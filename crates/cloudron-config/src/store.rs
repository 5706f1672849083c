//! JSON file-backed configuration store.

use std::collections::BTreeMap;
use std::fs;
use std::io::ErrorKind;
use std::path::{Path, PathBuf};

use chrono::{DateTime, Utc};
use serde::{Deserialize, Serialize};
use tracing::{debug, warn};

use crate::error::{ConfigError, Result};
use crate::session::Session;

/// File name of the default configuration, relative to the home directory.
pub const DEFAULT_FILE_NAME: &str = ".cloudron.json";

/// One submitted build of an app.
#[derive(Debug, Clone, PartialEq, Eq, Serialize, Deserialize)]
#[serde(rename_all = "camelCase")]
pub struct BuildRecord {
    /// Build id assigned by the build service.
    pub id: String,
    /// Submission time.
    pub timestamp: DateTime<Utc>,
    /// Image produced by the build, once it succeeded.
    #[serde(default, skip_serializing_if = "Option::is_none")]
    pub docker_image: Option<String>,
}

impl BuildRecord {
    /// Creates a record for a build submitted now.
    #[must_use]
    pub fn submitted(id: impl Into<String>) -> Self {
        Self {
            id: id.into(),
            timestamp: Utc::now(),
            docker_image: None,
        }
    }
}

#[derive(Debug, Clone, Default, Serialize, Deserialize)]
struct Document {
    #[serde(default, skip_serializing_if = "Option::is_none")]
    host: Option<String>,
    #[serde(default, skip_serializing_if = "Option::is_none")]
    token: Option<String>,
    /// Working directory -> app id.
    #[serde(default)]
    apps: BTreeMap<String, String>,
    /// App id -> builds in submission order.
    #[serde(default)]
    builds: BTreeMap<String, Vec<BuildRecord>>,
}

/// Configuration loaded from, and written back to, a JSON file.
#[derive(Debug)]
pub struct Config {
    path: PathBuf,
    doc: Document,
}

impl Config {
    /// Default location of the configuration file.
    pub fn default_path() -> Result<PathBuf> {
        dirs::home_dir()
            .map(|home| home.join(DEFAULT_FILE_NAME))
            .ok_or(ConfigError::NoHomeDir)
    }

    /// Loads the configuration at `path`. A missing file yields an empty configuration.
    pub fn load(path: impl Into<PathBuf>) -> Result<Self> {
        let path = path.into();
        let doc = match fs::read_to_string(&path) {
            Ok(raw) if raw.trim().is_empty() => Document::default(),
            Ok(raw) => serde_json::from_str(&raw).map_err(|e| ConfigError::Malformed {
                path: path.clone(),
                message: e.to_string(),
            })?,
            Err(e) if e.kind() == ErrorKind::NotFound => {
                debug!(path = %path.display(), "no config file yet");
                Document::default()
            }
            Err(e) => return Err(e.into()),
        };
        Ok(Self { path, doc })
    }

    /// Path this configuration is persisted to.
    #[must_use]
    pub fn path(&self) -> &Path {
        &self.path
    }

    /// Writes the configuration to disk.
    ///
    /// The document is written to a sibling temp file first and renamed over the
    /// target so a crash never leaves a truncated file behind.
    pub fn save(&self) -> Result<()> {
        if let Some(parent) = self.path.parent() {
            if !parent.as_os_str().is_empty() {
                fs::create_dir_all(parent)?;
            }
        }
        let json = serde_json::to_string_pretty(&self.doc)?;
        let tmp = self.path.with_extension("json.tmp");
        fs::write(&tmp, json)?;
        if let Err(e) = fs::rename(&tmp, &self.path) {
            warn!(error = %e, "failed to move config into place");
            let _ = fs::remove_file(&tmp);
            return Err(e.into());
        }
        debug!(path = %self.path.display(), "saved config");
        Ok(())
    }

    /// Snapshot of the current session.
    #[must_use]
    pub fn session(&self) -> Session {
        Session {
            host: self.doc.host.clone(),
            token: self.doc.token.clone(),
        }
    }

    /// Sets the Cloudron host and persists it.
    pub fn set_host(&mut self, host: impl Into<String>) -> Result<()> {
        self.doc.host = Some(host.into());
        self.save()
    }

    /// Replaces the token and persists it.
    pub fn set_token(&mut self, token: impl Into<String>) -> Result<()> {
        self.doc.token = Some(token.into());
        self.save()
    }

    /// Forgets the token, keeping the host and history.
    pub fn clear_token(&mut self) -> Result<()> {
        self.doc.token = None;
        self.save()
    }

    /// App id remembered for a working directory.
    #[must_use]
    pub fn app_for_dir(&self, dir: &Path) -> Option<&str> {
        self.doc.apps.get(&dir_key(dir)).map(String::as_str)
    }

    /// Remembers `app_id` for a working directory.
    pub fn set_app_for_dir(&mut self, dir: &Path, app_id: impl Into<String>) -> Result<()> {
        self.doc.apps.insert(dir_key(dir), app_id.into());
        self.save()
    }

    /// Forgets every directory bound to `app_id`, e.g. after uninstalling it.
    pub fn forget_app(&mut self, app_id: &str) -> Result<()> {
        self.doc.apps.retain(|_, id| id != app_id);
        self.save()
    }

    /// Builds of an app in submission order.
    #[must_use]
    pub fn builds(&self, app_id: &str) -> &[BuildRecord] {
        self.doc.builds.get(app_id).map_or(&[], Vec::as_slice)
    }

    /// Most recently submitted build of an app.
    #[must_use]
    pub fn latest_build(&self, app_id: &str) -> Option<&BuildRecord> {
        self.builds(app_id).last()
    }

    /// Appends a build to the history of an app.
    pub fn add_build(&mut self, app_id: &str, record: BuildRecord) -> Result<()> {
        self.doc
            .builds
            .entry(app_id.to_string())
            .or_default()
            .push(record);
        self.save()
    }

    /// Records the image produced by a build, keeping its position in the history.
    pub fn complete_build(
        &mut self,
        app_id: &str,
        build_id: &str,
        docker_image: impl Into<String>,
    ) -> Result<()> {
        let record = self
            .doc
            .builds
            .get_mut(app_id)
            .and_then(|builds| builds.iter_mut().find(|b| b.id == build_id))
            .ok_or_else(|| ConfigError::BuildNotFound {
                app_id: app_id.to_string(),
                build_id: build_id.to_string(),
            })?;
        record.docker_image = Some(docker_image.into());
        self.save()
    }
}

fn dir_key(dir: &Path) -> String {
    dir.to_string_lossy().into_owned()
}
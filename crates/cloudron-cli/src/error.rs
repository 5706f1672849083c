//! CLI error types.

use std::fmt;

use cloudron_api::ApiError;
use cloudron_config::ConfigError;

/// CLI-specific errors.
#[derive(Debug)]
pub enum CliError {
    /// Request or protocol failure.
    Api(ApiError),
    /// Configuration could not be read or written.
    Config(ConfigError),
    /// No app is selected and none could be chosen.
    NoApp(String),
    /// The working directory has no usable app manifest.
    Manifest(String),
    /// Invalid argument.
    InvalidArgument(String),
    /// Output formatting error.
    Format(String),
    /// IO error.
    Io(std::io::Error),
}

impl fmt::Display for CliError {
    fn fmt(&self, f: &mut fmt::Formatter<'_>) -> fmt::Result {
        match self {
            Self::Api(e) => write!(f, "{e}"),
            Self::Config(e) => write!(f, "{e}"),
            Self::NoApp(msg) => write!(f, "no app: {msg}"),
            Self::Manifest(msg) => write!(f, "manifest error: {msg}"),
            Self::InvalidArgument(msg) => write!(f, "invalid argument: {msg}"),
            Self::Format(msg) => write!(f, "format error: {msg}"),
            Self::Io(e) => write!(f, "IO error: {e}"),
        }
    }
}

impl std::error::Error for CliError {
    fn source(&self) -> Option<&(dyn std::error::Error + 'static)> {
        match self {
            Self::Api(e) => Some(e),
            Self::Config(e) => Some(e),
            Self::Io(e) => Some(e),
            _ => None,
        }
    }
}

impl From<ApiError> for CliError {
    fn from(err: ApiError) -> Self {
        Self::Api(err)
    }
}

impl From<ConfigError> for CliError {
    fn from(err: ConfigError) -> Self {
        Self::Config(err)
    }
}

impl From<std::io::Error> for CliError {
    fn from(err: std::io::Error) -> Self {
        Self::Io(err)
    }
}
//! Error types for Cloudron API operations.
//!
//! Transport failures, unexpected HTTP statuses and asynchronous domain failures
//! (installation, build) are distinct variants so callers can react to each.

use thiserror::Error;

/// Result type alias for API operations.
pub type Result<T> = std::result::Result<T, ApiError>;

/// Errors that can occur while talking to a Cloudron.
#[derive(Debug, Error)]
pub enum ApiError {
    /// No Cloudron host is configured.
    #[error("not logged in: run 'cloudron login <host>' first")]
    NotConfigured,

    /// The request could not be sent or the connection broke.
    #[error("transport error: {message}")]
    Transport {
        /// Description of the failure.
        message: String,
    },

    /// The server answered with an unexpected status.
    #[error("request failed with status {code}: {message}")]
    Status {
        /// HTTP status code.
        code: u16,
        /// Server-provided message, or the raw body.
        message: String,
    },

    /// Credentials were rejected again after re-authenticating.
    #[error("authentication failed: {reason}")]
    Unauthorized {
        /// Reason for the failure.
        reason: String,
    },

    /// The app reported an installation error.
    #[error("installation failed: {0}")]
    InstallFailed(String),

    /// A build failed or its log stream broke.
    #[error("build failed: {0}")]
    BuildFailed(String),

    /// The full build log is not available yet.
    #[error("build log is not ready yet")]
    LogNotReady,

    /// Remote exec requires an interactive terminal.
    #[error("stdin is not a terminal: exec needs an interactive tty")]
    NotATerminal,

    /// A release selector did not match any known release.
    #[error("unknown version: {0}")]
    UnknownVersion(String),

    /// Reading credentials from the terminal failed.
    #[error("prompt failed: {0}")]
    Prompt(String),

    /// Response body could not be decoded.
    #[error("json error: {0}")]
    Json(#[from] serde_json::Error),

    /// Persisting the session failed.
    #[error("config error: {0}")]
    Config(#[from] cloudron_config::ConfigError),

    /// Local IO error.
    #[error("io error: {0}")]
    Io(#[from] std::io::Error),
}

impl ApiError {
    /// Creates a `Transport` error with a message.
    #[must_use]
    pub fn transport(message: impl Into<String>) -> Self {
        Self::Transport {
            message: message.into(),
        }
    }

    /// Creates a `Status` error.
    #[must_use]
    pub fn status(code: u16, message: impl Into<String>) -> Self {
        Self::Status {
            code,
            message: message.into(),
        }
    }

    /// Status code carried by a `Status` error.
    #[must_use]
    pub fn status_code(&self) -> Option<u16> {
        match self {
            Self::Status { code, .. } => Some(*code),
            _ => None,
        }
    }
}

impl From<reqwest::Error> for ApiError {
    fn from(err: reqwest::Error) -> Self {
        Self::transport(err.to_string())
    }
}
######
» GOAL OF THE EXERCISE
Include the first line, the line containing "use crate::session::Session;", and every line between them, copied exactly from the material above; output no other line.

» SOLUTION TO THE EXERCISE
filename crates/cloudron-config/src/store.rs
repository 5706f1672849083c
//! JSON file-backed configuration store.

use std::collections::BTreeMap;
use std::fs;
use std::io::ErrorKind;
use std::path::{Path, PathBuf};

use chrono::{DateTime, Utc};
use serde::{Deserialize, Serialize};
use tracing::{debug, warn};

use crate::error::{ConfigError, Result};
use crate::session::Session;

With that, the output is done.